Os terremotos são uma realidade constante em nosso planeta, ocorrendo cerca de 20.000 vezes por ano. Embora a maioria passe despercebida, o seu potencial de destruição faz deles um dos desastres naturais mais temidos. Esta visão geral explica o que causa os terremotos, como são medidos e onde ocorrem com mais frequência.

A ciência por trás do shake

Antes da teoria das placas tectônicas, os terremotos eram frequentemente atribuídos à mitologia ou a modelos geológicos desatualizados. Hoje sabemos que os terremotos resultam do movimento das placas tectônicas da Terra. Essas placas maciças se deslocam, colidem ou deslizam lentamente umas contra as outras em limites chamados linhas de falha. Quando a pressão aumenta ao longo dessas falhas, deslizamentos repentinos liberam energia na forma de ondas sísmicas.
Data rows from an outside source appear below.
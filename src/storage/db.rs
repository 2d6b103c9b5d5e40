use std::path::Path;

use rusqlite::{Connection, OptionalExtension, params};

use crate::{
    Res,
    types::{Artist, PlayRecord},
};

const CHECKPOINT_KEY: &str = "last_fetch_ms";

const DB_SCHEMA: &str = r#"
    CREATE TABLE IF NOT EXISTS plays (
        played_at INTEGER PRIMARY KEY,
        track_id TEXT NOT NULL,
        track_name TEXT NOT NULL,
        artist_id TEXT NOT NULL,
        duration_ms INTEGER NOT NULL
    );

    CREATE TABLE IF NOT EXISTS artists (
        artist_id TEXT PRIMARY KEY,
        name TEXT NOT NULL,
        last_updated INTEGER NOT NULL
    );

    CREATE TABLE IF NOT EXISTS artist_genres (
        artist_id TEXT NOT NULL,
        genre TEXT NOT NULL,
        FOREIGN KEY(artist_id) REFERENCES artists(artist_id)
    );

    CREATE TABLE IF NOT EXISTS sync_state (
        key TEXT PRIMARY KEY,
        value TEXT NOT NULL
    );
"#;

/// SQLite-backed store for plays, artist metadata, and the sync checkpoint.
///
/// The sync engine is the only writer; report queries in [`super::stats`]
/// read the same tables. `plays.played_at` (epoch ms) is the primary key,
/// so duplicate suppression happens at the storage layer rather than by
/// check-then-insert.
pub struct Database {
    conn: Connection,
}

impl Database {
    pub fn new<P: AsRef<Path>>(path: P) -> Res<Self> {
        if let Some(parent) = path.as_ref().parent() {
            std::fs::create_dir_all(parent)
                .map_err(|e| crate::error::Error::Config(e.to_string()))?;
        }
        let conn = Connection::open(path)?;
        conn.execute_batch(DB_SCHEMA)?;
        Ok(Self { conn })
    }

    pub fn open_in_memory() -> Res<Self> {
        let conn = Connection::open_in_memory()?;
        conn.execute_batch(DB_SCHEMA)?;
        Ok(Self { conn })
    }

    pub(crate) fn conn(&self) -> &Connection {
        &self.conn
    }

    /// Inserts a play, returning whether a new row was written. A play at an
    /// already-recorded instant is silently skipped.
    pub fn insert_play(&self, play: &PlayRecord) -> Res<bool> {
        let changed = self.conn.execute(
            "INSERT OR IGNORE INTO plays (played_at, track_id, track_name, artist_id, duration_ms)
             VALUES (?1, ?2, ?3, ?4, ?5)",
            params![
                play.played_at_ms,
                play.track_id,
                play.track_name,
                play.artist_id,
                play.duration_ms
            ],
        )?;
        Ok(changed == 1)
    }

    /// Upserts an artist row and replaces its genre associations wholesale.
    ///
    /// Genres are never patched incrementally; the association set always
    /// reflects the most recent successful detail fetch.
    pub fn upsert_artist_details(&self, artist: &Artist, now_ms: i64) -> Res<()> {
        let tx = self.conn.unchecked_transaction()?;

        tx.execute(
            "INSERT INTO artists (artist_id, name, last_updated)
             VALUES (?1, ?2, ?3)
             ON CONFLICT(artist_id) DO UPDATE SET
                name=excluded.name,
                last_updated=excluded.last_updated",
            params![artist.id, artist.name, now_ms],
        )?;

        tx.execute(
            "DELETE FROM artist_genres WHERE artist_id = ?1",
            params![artist.id],
        )?;
        for genre in &artist.genres {
            tx.execute(
                "INSERT INTO artist_genres (artist_id, genre) VALUES (?1, ?2)",
                params![artist.id, genre],
            )?;
        }

        tx.commit()?;
        Ok(())
    }

    /// The last successful fetch time in epoch ms, if a sync ever completed.
    pub fn checkpoint(&self) -> Res<Option<i64>> {
        let value: Option<String> = self
            .conn
            .query_row(
                "SELECT value FROM sync_state WHERE key = ?1",
                params![CHECKPOINT_KEY],
                |row| row.get(0),
            )
            .optional()?;

        Ok(value.and_then(|v| v.parse::<i64>().ok()))
    }

    pub fn set_checkpoint(&self, ts_ms: i64) -> Res<()> {
        self.conn.execute(
            "INSERT INTO sync_state (key, value) VALUES (?1, ?2)
             ON CONFLICT(key) DO UPDATE SET value=excluded.value",
            params![CHECKPOINT_KEY, ts_ms.to_string()],
        )?;
        Ok(())
    }

    pub fn count_plays(&self) -> Res<i64> {
        let count = self
            .conn
            .query_row("SELECT COUNT(*) FROM plays", [], |row| row.get(0))?;
        Ok(count)
    }

    pub fn count_artists(&self) -> Res<i64> {
        let count = self
            .conn
            .query_row("SELECT COUNT(*) FROM artists", [], |row| row.get(0))?;
        Ok(count)
    }

    /// Genres currently associated with an artist, for inspection and tests.
    pub fn genres_for_artist(&self, artist_id: &str) -> Res<Vec<String>> {
        let mut stmt = self
            .conn
            .prepare("SELECT genre FROM artist_genres WHERE artist_id = ?1 ORDER BY genre")?;
        let genres = stmt
            .query_map(params![artist_id], |row| row.get(0))?
            .collect::<Result<Vec<String>, _>>()?;
        Ok(genres)
    }
}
Essas ondas vêm em quatro tipos principais:

  • Ondas P (primárias) : as mais rápidas, viajando através de sólidos, líquidos e gases.
  • Ondas S (secundárias) : Mais lentas e só podem se mover através de sólidos.
  • Ondas de amor : movimento lateral, muitas vezes o mais destrutivo para a infraestrutura.
  • Ondas Rayleigh : Movimento de rolamento, semelhante às ondas do oceano, e pode causar danos significativos.

Tipos de terremotos

Os terremotos não são todos iguais. Eles são categorizados em quatro tipos principais:

  • Tectônica : A mais comum, causada pelo movimento de placas em falhas geológicas. Limites convergentes (onde as placas colidem) criam zonas de subducção, levando a vulcões e terremotos. Limites divergentes (onde as placas se separam) causam terremotos mais superficiais. Os limites de transformação (onde as placas deslizam umas sobre as outras) geram terremotos de alto atrito.
  • Vulcânico : desencadeados pela atividade vulcânica, são tipicamente menores, mas podem ocorrer junto com erupções.
  • Colapso : Causado por falhas em estruturas subterrâneas, como buracos ou cavernas.
  • Explosão : Provocada pelo homem, geralmente por mineração ou explosões. Eles podem imitar terremotos naturais no poder.

Medindo a Magnitude

A escala que usamos para medir terremotos é muitas vezes rotulada erroneamente como “Escala Richter”, mas o padrão moderno é a Escala de Magnitude do Momento. Este sistema contabiliza diferentes tipos de ondas sísmicas, proporcionando uma avaliação mais precisa da energia liberada. A escala é logarítmica, o que significa que cada aumento de número inteiro representa cerca de 32 vezes mais energia. Por exemplo, um terremoto de magnitude 7 libera cerca de 1.000 vezes mais energia do que um terremoto de magnitude 5.

O terremoto mais poderoso já registrado foi um terremoto de magnitude 9,5 no Chile em 1960.

Pontos críticos do terremoto

A grande maioria dos terremotos ocorre em duas regiões principais:

  • O Anel de Fogo do Pacífico : Uma zona em forma de ferradura para onde convergem muitas placas tectônicas, causando atividades vulcânicas e sísmicas frequentes. A falha de San Andreas, na Califórnia, é uma das áreas mais ativas desta região.
  • O Cinturão Alpide : Estendendo-se da Europa à Ásia, esta zona também é um foco de terremotos devido à colisão de placas tectônicas.

Além dos Números

O potencial destrutivo de um terremoto depende não apenas da sua magnitude, mas também da localização, infraestrutura e condições geológicas. Um grande terremoto numa área escassamente povoada pode passar despercebido, enquanto um terremoto menor numa região densamente povoada e com construção precária pode ser devastador. O terremoto Tohoku de 2011, no Japão, por exemplo, deslocou partes do fundo do mar em mais de 50 metros.

Os terremotos são uma ocorrência diária e não apenas desastres que chegam às manchetes. A Terra é um planeta dinâmico e o seu movimento constante significa que o tremor é inevitável.